Publication Date 2012
Media Count 183p
Personal Author N/A
Abstract This publication presents national estimates of drug-related visits to hospital emergency departments (EDs) for the calendar year 2010, based on data from the Drug Abuse Warning Network (DAWN). Also presented are comparisons of 2010 estimates with those for 2004, 2008, and 2009. DAWN is a public health surveillance system that monitors drug-related ED visits for the Nation and for selected metropolitan areas. The Substance Abuse and Mental Health Services Administration (SAMHSA), U.S. Department of Health and Human Services (HHS), is the agency responsible for DAWN. SAMHSA is required to collect data on drug-related ED visits under section 505 of the Public Health Service Act. DAWN relies on a nationally representative sample of general, non-Federal hospitals operating 24-hour EDs, with oversampling of hospitals in selected metropolitan areas.

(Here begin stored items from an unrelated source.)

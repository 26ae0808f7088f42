//! Jobs and the status state machine.

use std::fmt;
use std::path::{Path, PathBuf};

use serde::{Deserialize, Serialize};
use uuid::Uuid;

/// Maximum title length accepted by the publish target.
pub const MAX_TITLE_CHARS: usize = 100;

/// Unique job identity.
#[derive(Debug, Clone, Copy, PartialEq, Eq, Hash, PartialOrd, Ord, Serialize, Deserialize)]
#[serde(transparent)]
pub struct JobId(pub Uuid);

impl JobId {
    pub fn new() -> Self {
        Self(Uuid::new_v4())
    }
}

impl Default for JobId {
    fn default() -> Self {
        Self::new()
    }
}

impl fmt::Display for JobId {
    fn fmt(&self, f: &mut fmt::Formatter<'_>) -> fmt::Result {
        // Short form is enough to tell jobs apart in logs.
        let s = self.0.simple().to_string();
        f.write_str(&s[..8])
    }
}

/// What a job does.
#[derive(Debug, Clone, Copy, PartialEq, Eq, Hash, Serialize, Deserialize)]
#[serde(rename_all = "lowercase")]
pub enum JobKind {
    /// Fetch all complete recordings from one camera, then fan out.
    Download,
    /// Transcode one raw recording.
    Convert,
}

/// Where a job's input comes from.
#[derive(Debug, Clone, PartialEq, Eq, Serialize, Deserialize)]
#[serde(tag = "type", rename_all = "lowercase")]
pub enum JobSource {
    /// A camera and the recording directory on it.
    Camera { device: String, remote_path: String },
    /// A raw recording on local disk.
    Local { path: PathBuf },
}

impl JobSource {
    /// Short human label for lists and logs.
    pub fn label(&self) -> String {
        match self {
            JobSource::Camera {
                device,
                remote_path,
            } => format!("{device}:{remote_path}"),
            JobSource::Local { path } => path
                .file_name()
                .map(|n| n.to_string_lossy().into_owned())
                .unwrap_or_else(|| path.display().to_string()),
        }
    }
}

/// Job status. `Done`, `Skipped` and `Error` are terminal.
#[derive(Debug, Clone, Copy, PartialEq, Eq, Hash, Serialize, Deserialize)]
#[serde(rename_all = "lowercase")]
pub enum JobStatus {
    /// Waiting; eligible to run.
    Pending,
    /// Fetch in progress (download jobs only).
    Downloading,
    /// Fetch finished. For a convert job spawned by a download this means
    /// "source is local and ready", and the job is eligible to run.
    Downloaded,
    /// Transcode in progress (convert jobs only).
    Running,
    Done,
    /// Output already existed and overwrite was disabled.
    Skipped,
    Error,
}

impl JobStatus {
    pub fn is_terminal(self) -> bool {
        matches!(self, JobStatus::Done | JobStatus::Skipped | JobStatus::Error)
    }

    /// Statuses that hold the single pipeline slot.
    pub fn is_active(self) -> bool {
        matches!(self, JobStatus::Downloading | JobStatus::Running)
    }

    pub fn as_str(self) -> &'static str {
        match self {
            JobStatus::Pending => "pending",
            JobStatus::Downloading => "downloading",
            JobStatus::Downloaded => "downloaded",
            JobStatus::Running => "running",
            JobStatus::Done => "done",
            JobStatus::Skipped => "skipped",
            JobStatus::Error => "error",
        }
    }
}

impl fmt::Display for JobStatus {
    fn fmt(&self, f: &mut fmt::Formatter<'_>) -> fmt::Result {
        f.write_str(self.as_str())
    }
}

/// A rejected status change.
#[derive(Debug, Clone, PartialEq, Eq, thiserror::Error)]
#[error("{kind:?} job cannot move from {from} to {to}")]
pub struct TransitionError {
    pub kind: JobKind,
    pub from: JobStatus,
    pub to: JobStatus,
}

/// Whether a `kind` job may move from `from` to `to`.
pub fn transition_allowed(kind: JobKind, from: JobStatus, to: JobStatus) -> bool {
    use JobStatus::*;
    if from.is_terminal() || from == to {
        return false;
    }
    match (from, to) {
        // Failure and user cancellation are reachable from any live state.
        (_, Error) | (_, Pending) => true,
        (Pending, Downloading) => kind == JobKind::Download,
        (Downloading, Downloaded) => kind == JobKind::Download,
        // A download job completes once its children exist.
        (Downloaded, Done) => kind == JobKind::Download,
        (Pending, Running) | (Downloaded, Running) => kind == JobKind::Convert,
        (Running, Done) | (Running, Skipped) => kind == JobKind::Convert,
        _ => false,
    }
}

/// Metadata handed to the publish collaborator.
#[derive(Debug, Clone, Default, PartialEq, Eq, Serialize, Deserialize)]
pub struct PublishMeta {
    /// Video title (at most [`MAX_TITLE_CHARS`] characters).
    #[serde(default)]
    pub title: String,
    /// Playlist name; empty means no playlist.
    #[serde(default)]
    pub playlist: String,
}

impl PublishMeta {
    pub fn new(title: impl Into<String>, playlist: impl Into<String>) -> Self {
        let mut meta = Self {
            title: String::new(),
            playlist: playlist.into().trim().to_string(),
        };
        meta.set_title(title);
        meta
    }

    /// Set the title, truncated to [`MAX_TITLE_CHARS`] characters.
    pub fn set_title(&mut self, title: impl Into<String>) {
        let title = title.into();
        self.title = title.trim().chars().take(MAX_TITLE_CHARS).collect();
    }
}

/// One unit of work.
#[derive(Debug, Clone, PartialEq, Serialize, Deserialize)]
pub struct Job {
    pub id: JobId,
    pub kind: JobKind,
    pub source: JobSource,

    /// Output directory; `None` means next to the source.
    #[serde(default)]
    pub destination: Option<PathBuf>,

    /// Output file, once derived.
    #[serde(default)]
    pub output_path: Option<PathBuf>,

    status: JobStatus,

    /// Progress of the current stage, `[0, 1]`.
    #[serde(default)]
    progress: f64,

    /// Failure cause, set with `Error`.
    #[serde(default)]
    pub error: Option<String>,

    #[serde(default)]
    pub meta: PublishMeta,

    /// Convert jobs spawned by this download job.
    #[serde(default)]
    pub children: Vec<JobId>,

    /// Remote id returned by the publish collaborator.
    #[serde(default)]
    pub remote_id: Option<String>,

    /// Creation timestamp (RFC 3339).
    pub created_at: String,
}

impl Job {
    fn new(kind: JobKind, source: JobSource) -> Self {
        Self {
            id: JobId::new(),
            kind,
            source,
            destination: None,
            output_path: None,
            status: JobStatus::Pending,
            progress: 0.0,
            error: None,
            meta: PublishMeta::default(),
            children: Vec::new(),
            remote_id: None,
            created_at: chrono::Utc::now().to_rfc3339(),
        }
    }

    /// A convert job for a local raw recording.
    pub fn convert(path: impl Into<PathBuf>) -> Self {
        Self::new(JobKind::Convert, JobSource::Local { path: path.into() })
    }

    /// A download job for one camera; fetched files land in `destination`.
    pub fn download(
        device: impl Into<String>,
        remote_path: impl Into<String>,
        destination: impl Into<PathBuf>,
    ) -> Self {
        let mut job = Self::new(
            JobKind::Download,
            JobSource::Camera {
                device: device.into(),
                remote_path: remote_path.into(),
            },
        );
        job.destination = Some(destination.into());
        job
    }

    pub fn with_meta(mut self, meta: PublishMeta) -> Self {
        self.meta = meta;
        self
    }

    pub fn with_destination(mut self, destination: impl Into<PathBuf>) -> Self {
        self.destination = Some(destination.into());
        self
    }

    pub fn status(&self) -> JobStatus {
        self.status
    }

    pub fn progress(&self) -> f64 {
        self.progress
    }

    /// Local source path for convert jobs.
    pub fn local_path(&self) -> Option<&Path> {
        match &self.source {
            JobSource::Local { path } => Some(path),
            JobSource::Camera { .. } => None,
        }
    }

    /// Camera name for download jobs.
    pub fn device_name(&self) -> Option<&str> {
        match &self.source {
            JobSource::Camera { device, .. } => Some(device),
            JobSource::Local { .. } => None,
        }
    }

    /// Move to `to`, validating against the state machine.
    ///
    /// Entering an active status resets progress; `Pending` clears the error.
    pub fn transition(&mut self, to: JobStatus) -> Result<(), TransitionError> {
        if !transition_allowed(self.kind, self.status, to) {
            return Err(TransitionError {
                kind: self.kind,
                from: self.status,
                to,
            });
        }
        tracing::debug!(job = %self.id, from = %self.status, to = %to, "Job status change");
        self.status = to;
        match to {
            JobStatus::Pending | JobStatus::Downloading | JobStatus::Running => {
                self.progress = 0.0;
                if to == JobStatus::Pending {
                    self.error = None;
                }
            }
            JobStatus::Done | JobStatus::Downloaded => self.progress = 1.0,
            _ => {}
        }
        Ok(())
    }

    /// Mark the job failed with a cause.
    pub fn fail(&mut self, cause: impl Into<String>) -> Result<(), TransitionError> {
        self.transition(JobStatus::Error)?;
        self.error = Some(cause.into());
        Ok(())
    }

    /// Explicit user action: make a finished or failed job runnable again.
    ///
    /// This is not an automatic transition; terminal states are otherwise
    /// final. Returns false if the job is live.
    pub fn reset_for_retry(&mut self) -> bool {
        if !self.status.is_terminal() {
            return false;
        }
        self.status = JobStatus::Pending;
        self.progress = 0.0;
        self.error = None;
        true
    }

    /// Record progress. Values are clamped and never decrease within a run.
    pub fn set_progress(&mut self, fraction: f64) {
        if fraction.is_finite() {
            self.progress = self.progress.max(fraction.clamp(0.0, 1.0));
        }
    }

    /// Derive the output path for an output extension.
    pub fn derive_output_path(&self, extension: &str) -> Option<PathBuf> {
        let path = self.local_path()?;
        let stem = path.file_stem()?;
        let dir = match &self.destination {
            Some(dir) => dir.clone(),
            None => path.parent().map(Path::to_path_buf).unwrap_or_default(),
        };
        let mut file = stem.to_os_string();
        file.push(".");
        file.push(extension);
        Some(dir.join(file))
    }

    /// Spawn a convert job for a fetched file.
    ///
    /// The child starts in `Downloaded` and gets its own copy of the
    /// publish metadata; later edits to the parent do not reach it.
    pub fn spawn_child(&mut self, fetched: impl Into<PathBuf>) -> Job {
        let mut child = Job::convert(fetched);
        child.status = JobStatus::Downloaded;
        child.meta = self.meta.clone();
        self.children.push(child.id);
        child
    }

    /// Reset an active status to `Pending`, used when restoring a snapshot
    /// written while a job was running.
    pub(crate) fn reset_interrupted(&mut self) {
        if self.status.is_active() {
            self.status = JobStatus::Pending;
            self.progress = 0.0;
        }
    }
}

In each participating hospital, ED medical records are reviewed retrospectively to find the ED visits that involved recent drug use. All types of drugsillegal drugs, prescription drugs, over-the-counter pharmaceuticals (e.g., dietary supplements, cough medicine), and substances inhaled for their psychoactive effects are included. Alcohol is considered an illicit drug when consumed by patients aged 20 or younger. For patients aged 21 or older, though, alcohol is reported only when it is used in conjunction with other drugs. Marked findings of this report are (a) a 94 percent increase in the number of drug-related ED visits overall between 2004 and 2010, and (b) large increases in the involvement of a wide range of pharmaceuticals (e.g., prescription drugs, over-the-counter medications, supplements) over that period. It is likely that there are multiple causes contributing to these increases. Some portion of these increases may be associated with the greater number of prescriptions being written and with more people taking multiple prescription drugs, often in combination with over-the-counter preparations, as part of their long-term medical care. The greater availability of prescription drugs also facilitates their diversion for intentional misuse as well as accidental ingestion. It is beyond the scope of this report, though, to explore more fully the causes behind the growing numbers of ED visits involving pharmaceuticals, and further analysis is needed.
Keywords Adverse effects
Alcohol abuse
Attempted suicide
Drug abuse
Emergency medical services
Emergency rooms
Illicit drugs
Prescription drugs
Statistical data
Substance abuse

Source Agency Substance Abuse and Mental Health Services Administration
NTIS Subject Category 57E - Clinical Medicine
44C - Community & Population Characteristics
92C - Social Concerns
57Q - Pharmacology & Pharmacological Chemistry
57U - Public Health & Industrial Medicine
44T - Data & Information Systems
Corporate Author Substance Abuse and Mental Health Services Administration, Rockville, MD. Center for Behavioral Health Statistics and Quality.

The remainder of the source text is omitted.